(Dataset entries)
- Opening Delimiter -
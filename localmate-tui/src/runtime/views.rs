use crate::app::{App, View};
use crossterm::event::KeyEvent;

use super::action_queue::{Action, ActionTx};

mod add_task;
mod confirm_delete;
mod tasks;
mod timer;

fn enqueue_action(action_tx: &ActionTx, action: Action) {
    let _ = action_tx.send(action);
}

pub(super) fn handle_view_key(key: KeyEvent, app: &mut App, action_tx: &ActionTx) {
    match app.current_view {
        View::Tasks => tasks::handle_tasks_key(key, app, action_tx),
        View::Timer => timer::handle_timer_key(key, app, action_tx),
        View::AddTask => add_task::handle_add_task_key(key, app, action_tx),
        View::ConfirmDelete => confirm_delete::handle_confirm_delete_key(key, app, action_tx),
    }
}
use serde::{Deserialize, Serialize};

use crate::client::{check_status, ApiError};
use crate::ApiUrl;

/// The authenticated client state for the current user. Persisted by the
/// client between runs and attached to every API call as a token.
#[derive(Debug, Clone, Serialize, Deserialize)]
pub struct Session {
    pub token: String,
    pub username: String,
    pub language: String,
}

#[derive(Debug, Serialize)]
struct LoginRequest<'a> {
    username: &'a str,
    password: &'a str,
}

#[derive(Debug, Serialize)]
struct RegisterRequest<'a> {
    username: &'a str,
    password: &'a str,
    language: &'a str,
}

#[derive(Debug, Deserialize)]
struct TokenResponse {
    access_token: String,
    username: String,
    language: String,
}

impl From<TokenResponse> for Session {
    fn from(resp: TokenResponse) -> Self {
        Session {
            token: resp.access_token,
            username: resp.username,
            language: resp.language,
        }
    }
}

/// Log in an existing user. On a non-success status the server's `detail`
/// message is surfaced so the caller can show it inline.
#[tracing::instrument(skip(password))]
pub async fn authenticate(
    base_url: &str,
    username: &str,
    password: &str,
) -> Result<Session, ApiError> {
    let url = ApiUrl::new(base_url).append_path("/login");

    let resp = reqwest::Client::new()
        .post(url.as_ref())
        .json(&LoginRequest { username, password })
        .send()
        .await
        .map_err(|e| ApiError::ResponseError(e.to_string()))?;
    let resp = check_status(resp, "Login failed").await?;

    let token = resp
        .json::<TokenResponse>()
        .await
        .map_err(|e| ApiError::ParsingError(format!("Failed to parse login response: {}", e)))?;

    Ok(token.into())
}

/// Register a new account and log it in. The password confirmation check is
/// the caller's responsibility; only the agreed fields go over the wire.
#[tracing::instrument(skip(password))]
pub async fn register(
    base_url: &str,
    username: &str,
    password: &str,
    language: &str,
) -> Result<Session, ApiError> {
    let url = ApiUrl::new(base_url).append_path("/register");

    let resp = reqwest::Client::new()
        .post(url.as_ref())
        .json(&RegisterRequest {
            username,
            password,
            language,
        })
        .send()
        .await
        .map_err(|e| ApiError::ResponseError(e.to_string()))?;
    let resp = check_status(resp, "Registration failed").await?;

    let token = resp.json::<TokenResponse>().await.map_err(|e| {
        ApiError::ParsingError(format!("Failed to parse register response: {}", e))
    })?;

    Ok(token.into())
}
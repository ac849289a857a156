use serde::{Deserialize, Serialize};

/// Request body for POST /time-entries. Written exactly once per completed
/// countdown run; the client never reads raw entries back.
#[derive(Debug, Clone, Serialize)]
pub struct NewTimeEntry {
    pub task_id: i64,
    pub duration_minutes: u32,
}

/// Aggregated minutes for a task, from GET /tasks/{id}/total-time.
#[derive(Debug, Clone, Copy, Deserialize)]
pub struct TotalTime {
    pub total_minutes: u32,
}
- Closing Delimiter -
- Opening Delimiter -
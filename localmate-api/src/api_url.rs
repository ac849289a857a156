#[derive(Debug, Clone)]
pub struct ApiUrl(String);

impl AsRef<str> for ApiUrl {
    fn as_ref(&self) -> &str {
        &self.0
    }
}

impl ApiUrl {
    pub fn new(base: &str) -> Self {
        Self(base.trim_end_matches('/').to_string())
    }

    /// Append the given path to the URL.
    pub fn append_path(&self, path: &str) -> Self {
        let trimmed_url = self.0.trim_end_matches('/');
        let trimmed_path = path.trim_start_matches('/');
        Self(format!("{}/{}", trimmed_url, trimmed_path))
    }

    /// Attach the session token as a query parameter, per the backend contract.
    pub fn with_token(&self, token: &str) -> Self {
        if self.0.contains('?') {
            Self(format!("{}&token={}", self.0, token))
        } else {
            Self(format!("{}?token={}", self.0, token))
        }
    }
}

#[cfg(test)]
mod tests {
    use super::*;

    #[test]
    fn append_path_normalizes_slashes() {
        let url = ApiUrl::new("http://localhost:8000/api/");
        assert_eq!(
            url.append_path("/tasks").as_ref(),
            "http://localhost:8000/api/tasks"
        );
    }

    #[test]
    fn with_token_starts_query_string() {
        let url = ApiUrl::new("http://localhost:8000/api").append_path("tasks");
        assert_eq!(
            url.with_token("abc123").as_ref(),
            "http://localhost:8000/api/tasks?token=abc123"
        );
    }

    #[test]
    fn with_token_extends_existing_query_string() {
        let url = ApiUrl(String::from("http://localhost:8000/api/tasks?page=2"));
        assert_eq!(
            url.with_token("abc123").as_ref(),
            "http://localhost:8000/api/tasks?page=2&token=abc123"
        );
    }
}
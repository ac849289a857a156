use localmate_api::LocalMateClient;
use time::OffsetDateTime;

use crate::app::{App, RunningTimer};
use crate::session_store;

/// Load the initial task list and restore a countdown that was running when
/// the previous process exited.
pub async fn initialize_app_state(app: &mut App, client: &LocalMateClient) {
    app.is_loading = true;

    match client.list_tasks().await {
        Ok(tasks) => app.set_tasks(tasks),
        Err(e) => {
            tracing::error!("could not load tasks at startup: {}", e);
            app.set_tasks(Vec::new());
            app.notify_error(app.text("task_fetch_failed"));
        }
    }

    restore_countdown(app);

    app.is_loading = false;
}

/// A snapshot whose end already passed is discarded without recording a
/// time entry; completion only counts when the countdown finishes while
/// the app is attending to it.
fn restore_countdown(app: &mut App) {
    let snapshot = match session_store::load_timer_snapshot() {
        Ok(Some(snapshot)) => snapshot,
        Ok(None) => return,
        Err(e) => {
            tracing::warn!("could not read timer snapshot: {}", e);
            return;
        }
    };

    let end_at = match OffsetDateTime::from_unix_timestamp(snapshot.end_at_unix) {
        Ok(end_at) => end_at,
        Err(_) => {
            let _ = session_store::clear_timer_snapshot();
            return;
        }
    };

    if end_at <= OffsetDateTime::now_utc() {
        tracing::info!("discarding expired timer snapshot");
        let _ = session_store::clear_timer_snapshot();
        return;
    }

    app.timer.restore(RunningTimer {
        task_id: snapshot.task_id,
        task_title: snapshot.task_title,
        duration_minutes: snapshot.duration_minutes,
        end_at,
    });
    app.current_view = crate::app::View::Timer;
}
- Closing Delimiter -
Instructions to follow: List the lines of the records where "Debug" occurs.

Response to the task:
#[derive(Debug, Clone, Serialize, Deserialize)]
#[derive(Debug, Serialize)]
#[derive(Debug, Serialize)]
#[derive(Debug, Deserialize)]
#[derive(Debug, Clone, Serialize)]
#[derive(Debug, Clone, Copy, Deserialize)]
#[derive(Debug, Clone)]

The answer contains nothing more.